▼

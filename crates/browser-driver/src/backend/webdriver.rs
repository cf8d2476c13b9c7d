//! Firefox and WebKit over WebDriver.
//!
//! The WebDriver server (geckodriver, safaridriver, ...) is the shared
//! process; every context is a fresh session on it, which gives the same
//! cookie and storage isolation a CDP browser context does.

use crate::diagnostics::Diagnostics;
use crate::dom;
use crate::error::{BrowserError, Result};
use crate::{Browser, BrowserContext, ContextOptions, Page};
use async_trait::async_trait;
use fantoccini::wd::Capabilities;
use fantoccini::{Client, ClientBuilder};
use serde_json::{json, Value};
use std::sync::atomic::{AtomicBool, Ordering};
use std::sync::Arc;
use std::time::Duration;
use storefront_core::{Config, Engine};
use tracing::{debug, warn};

#[derive(Debug)]
pub struct WebDriverBrowser {
    engine: Engine,
    webdriver_url: String,
    capabilities: Capabilities,
    timeout: Duration,
    closed: AtomicBool,
}

impl WebDriverBrowser {
    /// Checks the WebDriver endpoint by opening and closing one session.
    pub async fn connect(config: &Config) -> Result<Self> {
        let browser = Self {
            engine: config.engine,
            webdriver_url: config.webdriver_url.clone(),
            capabilities: capabilities(config.engine, config.headless),
            timeout: config.timeout,
            closed: AtomicBool::new(false),
        };

        let probe = browser
            .session()
            .await
            .map_err(|e| BrowserError::LaunchFailed {
                reason: format!(
                    "no {} WebDriver session at {}",
                    browser.engine, browser.webdriver_url
                ),
                source: Some(Box::new(e)),
            })?;
        probe.close().await?;

        debug!("WebDriver endpoint {} is ready", browser.webdriver_url);
        Ok(browser)
    }

    async fn session(&self) -> Result<Client> {
        let client = ClientBuilder::native()
            .capabilities(self.capabilities.clone())
            .connect(&self.webdriver_url)
            .await?;
        Ok(client)
    }
}

fn capabilities(engine: Engine, headless: bool) -> Capabilities {
    let mut caps = Capabilities::new();
    match engine {
        Engine::Firefox => {
            caps.insert("browserName".to_string(), json!("firefox"));
            let args: Vec<&str> = if headless { vec!["-headless"] } else { vec![] };
            caps.insert("moz:firefoxOptions".to_string(), json!({ "args": args }));
        }
        Engine::Webkit => {
            caps.insert("browserName".to_string(), json!("safari"));
            if headless {
                warn!("WebKit has no headless mode over WebDriver; running headed");
            }
        }
        Engine::Chromium => {
            caps.insert("browserName".to_string(), json!("chrome"));
            let args: Vec<&str> = if headless { vec!["--headless"] } else { vec![] };
            caps.insert("goog:chromeOptions".to_string(), json!({ "args": args }));
        }
    }
    caps
}

#[async_trait]
impl Browser for WebDriverBrowser {
    fn engine(&self) -> Engine {
        self.engine
    }

    async fn new_context(&self, options: &ContextOptions) -> Result<Box<dyn BrowserContext>> {
        if self.is_closed() {
            return Err(BrowserError::AlreadyClosed);
        }

        let client = self.session().await?;
        client
            .set_window_size(options.viewport.width, options.viewport.height)
            .await?;

        if let Some(dir) = &options.record_video_dir {
            warn!(
                "Video recording is not available over WebDriver; nothing will be written to {}",
                dir.display()
            );
        }

        Ok(Box::new(WebDriverContext {
            id: uuid::Uuid::new_v4().to_string(),
            client,
            timeout: self.timeout,
            pages: parking_lot::Mutex::new(Vec::new()),
        }))
    }

    async fn close(&self) -> Result<()> {
        // Sessions are owned and closed by their contexts.
        self.closed.store(true, Ordering::SeqCst);
        Ok(())
    }

    fn is_closed(&self) -> bool {
        self.closed.load(Ordering::SeqCst)
    }
}

#[derive(Debug)]
pub struct WebDriverContext {
    id: String,
    client: Client,
    timeout: Duration,
    pages: parking_lot::Mutex<Vec<Arc<WebDriverPage>>>,
}

#[async_trait]
impl BrowserContext for WebDriverContext {
    fn id(&self) -> &str {
        &self.id
    }

    /// A session has one top-level window; pages share it.
    async fn new_page(&self) -> Result<Arc<dyn Page>> {
        let page = Arc::new(WebDriverPage {
            client: self.client.clone(),
            diagnostics: Diagnostics::new(),
            closed: AtomicBool::new(false),
            timeout: self.timeout,
        });
        self.pages.lock().push(page.clone());
        Ok(page)
    }

    async fn close(&self) -> Result<()> {
        let pages: Vec<Arc<WebDriverPage>> = self.pages.lock().drain(..).collect();
        for page in pages {
            page.closed.store(true, Ordering::SeqCst);
        }
        self.client.clone().close().await?;
        debug!("Closed WebDriver session for context {}", self.id);
        Ok(())
    }
}

#[derive(Debug)]
pub struct WebDriverPage {
    client: Client,
    diagnostics: Diagnostics,
    closed: AtomicBool,
    timeout: Duration,
}

impl WebDriverPage {
    fn ensure_open(&self) -> Result<()> {
        if self.is_closed() {
            return Err(BrowserError::AlreadyClosed);
        }
        Ok(())
    }
}

#[async_trait]
impl Page for WebDriverPage {
    async fn goto(&self, url: &str) -> Result<()> {
        self.ensure_open()?;
        match tokio::time::timeout(self.timeout, self.client.goto(url)).await {
            Ok(Ok(())) => {}
            Ok(Err(e)) => {
                return Err(BrowserError::NavigationFailed {
                    url: url.to_string(),
                    reason: e.to_string(),
                })
            }
            Err(_) => {
                return Err(BrowserError::NavigationFailed {
                    url: url.to_string(),
                    reason: format!("timed out after {:?}", self.timeout),
                })
            }
        }

        // Errors raised before the hooks land are not captured.
        if let Err(e) = self.evaluate(dom::INSTALL_ERROR_HOOKS).await {
            debug!("Could not install error hooks on {}: {}", url, e);
        }
        Ok(())
    }

    async fn evaluate(&self, script: &str) -> Result<Value> {
        self.ensure_open()?;
        let value = self
            .client
            .execute(&format!("return {script};"), Vec::new())
            .await?;
        Ok(value)
    }

    async fn url(&self) -> Result<String> {
        self.ensure_open()?;
        Ok(self.client.current_url().await?.to_string())
    }

    async fn title(&self) -> Result<String> {
        self.ensure_open()?;
        Ok(self.client.title().await?)
    }

    async fn screenshot(&self, full_page: bool) -> Result<Vec<u8>> {
        self.ensure_open()?;
        if full_page {
            debug!("WebDriver screenshots cover the viewport only");
        }
        Ok(self.client.screenshot().await?)
    }

    async fn clear_cookies(&self) -> Result<()> {
        self.ensure_open()?;
        self.client.delete_all_cookies().await?;
        Ok(())
    }

    async fn close(&self) -> Result<()> {
        self.closed.store(true, Ordering::SeqCst);
        Ok(())
    }

    fn is_closed(&self) -> bool {
        self.closed.load(Ordering::SeqCst)
    }

    fn diagnostics(&self) -> &Diagnostics {
        &self.diagnostics
    }

    async fn collect_diagnostics(&self) -> Result<()> {
        let drained = self.evaluate(dom::DRAIN_ERRORS).await?;
        record_drained(&self.diagnostics, &drained);
        Ok(())
    }
}

fn record_drained(diagnostics: &Diagnostics, drained: &Value) {
    for entry in drained.as_array().into_iter().flatten() {
        let text = entry.get("text").and_then(Value::as_str).unwrap_or_default();
        match entry.get("kind").and_then(Value::as_str) {
            Some("page") => diagnostics.record_page_error(text),
            _ => diagnostics.record_console_error(text),
        }
    }
}

#[cfg(test)]
mod tests {
    use super::*;

    #[test]
    fn firefox_capabilities_carry_headless_flag() {
        let caps = capabilities(Engine::Firefox, true);
        assert_eq!(caps["browserName"], json!("firefox"));
        assert_eq!(caps["moz:firefoxOptions"]["args"], json!(["-headless"]));

        let caps = capabilities(Engine::Firefox, false);
        assert_eq!(caps["moz:firefoxOptions"]["args"], json!([]));
    }

    #[test]
    fn webkit_maps_to_safari() {
        let caps = capabilities(Engine::Webkit, false);
        assert_eq!(caps["browserName"], json!("safari"));
    }

    #[test]
    fn drained_errors_keep_their_kind() {
        let diagnostics = Diagnostics::new();
        record_drained(
            &diagnostics,
            &json!([
                { "kind": "console", "text": "404 on /image.png" },
                { "kind": "page", "text": "Uncaught TypeError" }
            ]),
        );
        assert_eq!(
            diagnostics.messages(),
            vec![
                "404 on /image.png".to_string(),
                "Page error: Uncaught TypeError".to_string()
            ]
        );
    }
}
//! Typed data passed between the steps of one scenario

use crate::fixtures::{Address, BillingDetails, UserDetails};
use serde::{Deserialize, Serialize};

/// Values produced by earlier steps and consumed by later ones.
///
/// Every field is named and typed, so a step reading a value another step
/// never wrote sees `None` rather than a silently mistyped key.
#[derive(Debug, Clone, Default, PartialEq, Eq, Serialize, Deserialize)]
pub struct ScenarioData {
    pub last_search_term: Option<String>,
    pub product_added: Option<String>,
    pub last_added_product_name: Option<String>,
    pub updated_quantity: Option<u32>,
    pub billing_details: Option<BillingDetails>,
    pub registration_details: Option<UserDetails>,
    pub comparison_products: Vec<String>,
    pub coupon_applied: Option<String>,
    pub guest_user: Option<UserDetails>,
    pub address: Option<Address>,
    pub order_number: Option<String>,
}

impl ScenarioData {
    pub fn is_empty(&self) -> bool {
        *self == Self::default()
    }

    pub fn clear(&mut self) {
        *self = Self::default();
    }

    /// The product the cart should contain: the name captured from the
    /// results page, else the search term used to add it.
    pub fn expected_cart_product(&self) -> Option<&str> {
        self.last_added_product_name
            .as_deref()
            .or(self.product_added.as_deref())
            .filter(|name| !name.trim().is_empty())
    }
}

#[cfg(test)]
mod tests {
    use super::*;

    #[test]
    fn starts_empty_and_clears() {
        let mut data = ScenarioData::default();
        assert!(data.is_empty());

        data.last_search_term = Some("iphone".to_string());
        data.comparison_products.push("iPhone".to_string());
        assert!(!data.is_empty());

        data.clear();
        assert!(data.is_empty());
    }

    #[test]
    fn expected_cart_product_prefers_captured_name() {
        let mut data = ScenarioData {
            product_added: Some("mac".to_string()),
            ..Default::default()
        };
        assert_eq!(data.expected_cart_product(), Some("mac"));

        data.last_added_product_name = Some("MacBook Air".to_string());
        assert_eq!(data.expected_cart_product(), Some("MacBook Air"));

        data.last_added_product_name = Some("  ".to_string());
        data.product_added = None;
        assert_eq!(data.expected_cart_product(), None);
    }
}
use crate::base::BasePage;
use crate::factory::PageObject;
use crate::pages::login::alert_text;
use crate::web_actions::WebActions;
use storefront_core::constants::routes;
use storefront_core::Result;
use tracing::info;

pub const CART_ROWS: &str = ".table-responsive tbody tr";
pub const PRODUCT_NAMES: &str = ".table-responsive tbody tr td:nth-child(2) a";
pub const PRODUCT_QUANTITIES: &str = "input[name^=\"quantity\"]";
pub const UPDATE_BUTTONS: &str = "button[data-original-title=\"Update\"]";
pub const REMOVE_BUTTONS: &str = "button[data-original-title=\"Remove\"]";
pub const CART_TOTAL: &str = ".table-responsive tfoot tr:last-child td:last-child";
pub const CHECKOUT_BUTTON: &str = ".buttons a[href*=\"checkout/checkout\"]";
pub const CONTINUE_SHOPPING_BUTTON: &str = ".buttons a[href*=\"common/home\"]";
pub const EMPTY_CART_MESSAGE: &str = "#content p";
pub const COUPON_INPUT: &str = "#input-coupon";
pub const APPLY_COUPON_BUTTON: &str = "#button-coupon";
pub const WARNING_ALERT: &str = ".alert-danger";
pub const SUCCESS_ALERT: &str = ".alert-success";

#[derive(Debug, Clone)]
pub struct CartPage {
    actions: WebActions,
}

impl PageObject for CartPage {
    fn create(actions: WebActions) -> Self {
        Self { actions }
    }
}

impl BasePage for CartPage {
    fn actions(&self) -> &WebActions {
        &self.actions
    }
}

impl CartPage {
    pub async fn navigate_to_cart(&self) -> Result<()> {
        self.navigate_to(&routes::path(routes::CART)).await
    }

    pub async fn item_count(&self) -> Result<usize> {
        self.actions.count(CART_ROWS).await
    }

    pub async fn product_names(&self) -> Result<Vec<String>> {
        self.actions.texts(PRODUCT_NAMES).await
    }

    /// The value in the `index`-th quantity box.
    pub async fn quantity(&self, index: usize) -> Result<String> {
        self.actions
            .value_nth(PRODUCT_QUANTITIES, index, "Cart item")
            .await
    }

    /// Types a quantity without submitting it.
    pub async fn set_quantity(&self, index: usize, quantity: &str) -> Result<()> {
        self.actions
            .fill_nth(PRODUCT_QUANTITIES, index, quantity, "Cart item")
            .await
    }

    /// Types a quantity and submits that row.
    pub async fn update_quantity(&self, index: usize, quantity: u32) -> Result<()> {
        info!("Setting cart item {} quantity to {}", index, quantity);
        self.set_quantity(index, &quantity.to_string()).await?;
        self.actions
            .click_nth(UPDATE_BUTTONS, index, "Cart item")
            .await
    }

    /// Submits every pending quantity change.
    pub async fn update_cart(&self) -> Result<()> {
        self.actions.click_nth(UPDATE_BUTTONS, 0, "Cart item").await
    }

    pub async fn remove_product(&self, index: usize) -> Result<()> {
        self.actions
            .click_nth(REMOVE_BUTTONS, index, "Cart item")
            .await
    }

    pub async fn cart_total(&self) -> Result<String> {
        self.get_text(CART_TOTAL).await
    }

    pub async fn proceed_to_checkout(&self) -> Result<()> {
        self.click(CHECKOUT_BUTTON).await
    }

    pub async fn continue_shopping(&self) -> Result<()> {
        self.click(CONTINUE_SHOPPING_BUTTON).await
    }

    pub async fn empty_cart_message(&self) -> Result<String> {
        self.get_text(EMPTY_CART_MESSAGE).await
    }

    pub async fn is_cart_empty(&self) -> Result<bool> {
        if self.is_visible(EMPTY_CART_MESSAGE).await? {
            return Ok(self.empty_cart_message().await?.contains("empty"));
        }
        Ok(false)
    }

    pub async fn apply_coupon(&self, code: &str) -> Result<()> {
        info!("Applying coupon {}", code);
        self.type_text(COUPON_INPUT, code).await?;
        self.click(APPLY_COUPON_BUTTON).await
    }

    pub async fn warning_message(&self) -> Result<Option<String>> {
        alert_text(self, WARNING_ALERT).await
    }

    pub async fn success_message(&self) -> Result<Option<String>> {
        alert_text(self, SUCCESS_ALERT).await
    }
}

#[cfg(test)]
mod tests {
    use super::*;
    use crate::money;
    use crate::test_support::{actions_for, site};
    use browser_driver::memory::MemoryElement;
    use storefront_core::StorefrontError;

    fn cart_site() -> browser_driver::memory::MemorySite {
        site()
            .element(CART_ROWS, MemoryElement::text(""))
            .element(PRODUCT_NAMES, MemoryElement::text("iPhone"))
            .element(PRODUCT_QUANTITIES, MemoryElement::input("1"))
            .element(UPDATE_BUTTONS, MemoryElement::text(""))
            .element(REMOVE_BUTTONS, MemoryElement::text(""))
            .element(CART_TOTAL, MemoryElement::text("$123.20"))
            .element(COUPON_INPUT, MemoryElement::input(""))
            .element(APPLY_COUPON_BUTTON, MemoryElement::text(""))
            .element(
                WARNING_ALERT,
                MemoryElement::text("Warning: Coupon is either invalid, expired or reached its usage limit!"),
            )
    }

    #[tokio::test]
    async fn quantity_updates_are_submitted_per_row() {
        let (page, actions) = actions_for(cart_site());
        let cart = CartPage::create(actions);

        cart.update_quantity(0, 2).await.unwrap();
        assert_eq!(cart.quantity(0).await.unwrap(), "2");
        assert_eq!(
            page.actions(),
            vec![
                format!("fill {PRODUCT_QUANTITIES}[0]=2"),
                format!("click {UPDATE_BUTTONS}[0]"),
            ]
        );

        let err = cart.remove_product(1).await.unwrap_err();
        assert!(matches!(err, StorefrontError::IndexOutOfRange { index: 1, len: 1, .. }));
    }

    #[tokio::test]
    async fn unknown_coupon_leaves_a_well_formed_total() {
        let (_, actions) = actions_for(cart_site());
        let cart = CartPage::create(actions);

        cart.apply_coupon("TEST2023").await.unwrap();
        assert!(cart.warning_message().await.unwrap().is_some());

        let total = cart.cart_total().await.unwrap();
        assert!(total.chars().any(|c| c.is_ascii_digit()));
        assert_eq!(money::parse_price(&total), Some(123.2));
        assert_eq!(cart.product_names().await.unwrap(), vec!["iPhone"]);
        assert!(!cart.is_cart_empty().await.unwrap());
    }

    #[tokio::test]
    async fn empty_cart_is_detected_from_the_message() {
        let (_, actions) = actions_for(
            site().element(EMPTY_CART_MESSAGE, MemoryElement::text("Your shopping cart is empty!")),
        );
        let cart = CartPage::create(actions);
        assert!(cart.is_cart_empty().await.unwrap());
        assert_eq!(cart.item_count().await.unwrap(), 0);
    }
}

▲

» WORK REQUIRED
Scan the lines above for "cart.update_quantity(0, 2).await.unwrap();" and for "async fn unknown_coupon_leaves_a_well_formed_total()". Repeat exactly the line holding each of them and every line in between.

» RESPONSE TO THE TASK
        cart.update_quantity(0, 2).await.unwrap();
        assert_eq!(cart.quantity(0).await.unwrap(), "2");
        assert_eq!(
            page.actions(),
            vec![
                format!("fill {PRODUCT_QUANTITIES}[0]=2"),
                format!("click {UPDATE_BUTTONS}[0]"),
            ]
        );

        let err = cart.remove_product(1).await.unwrap_err();
        assert!(matches!(err, StorefrontError::IndexOutOfRange { index: 1, len: 1, .. }));
    }

    #[tokio::test]
    async fn unknown_coupon_leaves_a_well_formed_total() {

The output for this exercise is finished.